WHAT THE EXERCISE ASKS
Output each line of the data word for word, from the first through the line that holds "pub use viewport::ViewportMonitor;", and leave off whatever follows.

(Saved entries)

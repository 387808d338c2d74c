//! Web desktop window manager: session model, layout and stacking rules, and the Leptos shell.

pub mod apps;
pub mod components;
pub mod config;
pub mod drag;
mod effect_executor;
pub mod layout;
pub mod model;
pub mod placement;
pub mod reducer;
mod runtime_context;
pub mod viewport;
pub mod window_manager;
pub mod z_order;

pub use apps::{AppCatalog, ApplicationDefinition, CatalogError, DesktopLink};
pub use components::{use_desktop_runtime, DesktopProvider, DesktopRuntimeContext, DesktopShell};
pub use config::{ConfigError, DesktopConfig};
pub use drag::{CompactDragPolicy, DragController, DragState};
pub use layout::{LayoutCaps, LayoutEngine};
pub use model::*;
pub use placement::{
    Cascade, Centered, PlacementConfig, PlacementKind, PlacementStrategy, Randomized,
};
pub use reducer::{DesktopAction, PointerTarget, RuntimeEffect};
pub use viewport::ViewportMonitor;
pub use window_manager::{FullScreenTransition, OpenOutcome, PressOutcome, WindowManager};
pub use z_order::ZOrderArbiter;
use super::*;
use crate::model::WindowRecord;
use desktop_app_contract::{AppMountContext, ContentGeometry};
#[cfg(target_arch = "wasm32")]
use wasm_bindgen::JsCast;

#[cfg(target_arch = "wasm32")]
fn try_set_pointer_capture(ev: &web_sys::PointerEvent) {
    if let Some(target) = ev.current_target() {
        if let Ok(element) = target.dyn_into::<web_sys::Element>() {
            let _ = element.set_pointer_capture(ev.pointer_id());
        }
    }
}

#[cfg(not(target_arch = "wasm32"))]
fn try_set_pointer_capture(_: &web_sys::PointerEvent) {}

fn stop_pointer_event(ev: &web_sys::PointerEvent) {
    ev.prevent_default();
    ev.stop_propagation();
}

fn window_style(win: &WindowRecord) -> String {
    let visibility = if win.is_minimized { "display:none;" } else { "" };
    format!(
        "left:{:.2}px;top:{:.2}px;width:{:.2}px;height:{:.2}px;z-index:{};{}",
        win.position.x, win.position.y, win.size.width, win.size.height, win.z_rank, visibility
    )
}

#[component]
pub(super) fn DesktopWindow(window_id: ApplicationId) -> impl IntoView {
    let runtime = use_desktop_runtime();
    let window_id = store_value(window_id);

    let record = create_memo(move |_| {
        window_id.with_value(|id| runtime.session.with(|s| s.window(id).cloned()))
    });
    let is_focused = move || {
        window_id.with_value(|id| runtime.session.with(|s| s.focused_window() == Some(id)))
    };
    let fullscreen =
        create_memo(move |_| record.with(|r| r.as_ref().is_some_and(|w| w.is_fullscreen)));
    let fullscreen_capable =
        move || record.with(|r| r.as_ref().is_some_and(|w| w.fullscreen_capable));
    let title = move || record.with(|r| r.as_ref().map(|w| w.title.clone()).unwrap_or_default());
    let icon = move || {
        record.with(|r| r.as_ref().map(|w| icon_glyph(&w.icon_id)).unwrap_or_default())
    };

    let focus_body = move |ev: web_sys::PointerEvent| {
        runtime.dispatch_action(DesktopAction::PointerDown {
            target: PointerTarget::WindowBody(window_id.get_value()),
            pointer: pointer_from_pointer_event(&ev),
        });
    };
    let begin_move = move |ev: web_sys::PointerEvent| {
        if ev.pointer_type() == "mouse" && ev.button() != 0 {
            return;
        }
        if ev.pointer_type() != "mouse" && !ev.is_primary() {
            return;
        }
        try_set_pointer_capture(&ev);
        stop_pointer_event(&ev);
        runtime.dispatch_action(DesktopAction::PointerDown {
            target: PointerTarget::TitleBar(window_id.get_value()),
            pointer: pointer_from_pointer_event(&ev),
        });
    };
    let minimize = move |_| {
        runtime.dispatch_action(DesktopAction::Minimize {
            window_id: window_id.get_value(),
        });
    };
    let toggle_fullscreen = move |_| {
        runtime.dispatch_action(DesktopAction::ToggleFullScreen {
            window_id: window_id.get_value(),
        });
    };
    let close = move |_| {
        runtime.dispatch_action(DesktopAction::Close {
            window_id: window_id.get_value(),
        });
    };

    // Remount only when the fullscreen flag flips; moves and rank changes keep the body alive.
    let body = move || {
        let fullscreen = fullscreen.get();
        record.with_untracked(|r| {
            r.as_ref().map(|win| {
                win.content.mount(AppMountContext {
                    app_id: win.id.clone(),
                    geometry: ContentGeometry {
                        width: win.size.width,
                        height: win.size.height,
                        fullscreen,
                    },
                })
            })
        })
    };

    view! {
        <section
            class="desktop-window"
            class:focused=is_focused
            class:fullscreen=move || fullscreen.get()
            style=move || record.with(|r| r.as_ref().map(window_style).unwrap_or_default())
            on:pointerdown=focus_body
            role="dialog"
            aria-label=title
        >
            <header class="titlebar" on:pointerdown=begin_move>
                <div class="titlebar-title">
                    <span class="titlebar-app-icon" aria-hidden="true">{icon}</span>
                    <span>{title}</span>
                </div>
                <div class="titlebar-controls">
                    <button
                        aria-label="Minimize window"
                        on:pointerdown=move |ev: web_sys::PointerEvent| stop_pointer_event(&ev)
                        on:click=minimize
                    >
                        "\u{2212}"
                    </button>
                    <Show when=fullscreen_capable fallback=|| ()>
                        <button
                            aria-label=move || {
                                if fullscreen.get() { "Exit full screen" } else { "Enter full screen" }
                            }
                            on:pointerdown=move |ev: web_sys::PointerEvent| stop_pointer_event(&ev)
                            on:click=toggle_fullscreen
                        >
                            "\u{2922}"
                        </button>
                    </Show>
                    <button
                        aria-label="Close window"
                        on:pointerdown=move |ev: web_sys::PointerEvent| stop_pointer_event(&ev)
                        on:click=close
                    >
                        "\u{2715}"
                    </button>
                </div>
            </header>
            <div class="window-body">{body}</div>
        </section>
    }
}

EXPECTED OUTPUT
repository 387808d338c2d74c
//! Web desktop window manager: session model, layout and stacking rules, and the Leptos shell.

pub mod apps;
pub mod components;
pub mod config;
pub mod drag;
mod effect_executor;
pub mod layout;
pub mod model;
pub mod placement;
pub mod reducer;
mod runtime_context;
pub mod viewport;
pub mod window_manager;
pub mod z_order;

pub use apps::{AppCatalog, ApplicationDefinition, CatalogError, DesktopLink};
pub use components::{use_desktop_runtime, DesktopProvider, DesktopRuntimeContext, DesktopShell};
pub use config::{ConfigError, DesktopConfig};
pub use drag::{CompactDragPolicy, DragController, DragState};
pub use layout::{LayoutCaps, LayoutEngine};
pub use model::*;
pub use placement::{
    Cascade, Centered, PlacementConfig, PlacementKind, PlacementStrategy, Randomized,
};
pub use reducer::{DesktopAction, PointerTarget, RuntimeEffect};
pub use viewport::ViewportMonitor;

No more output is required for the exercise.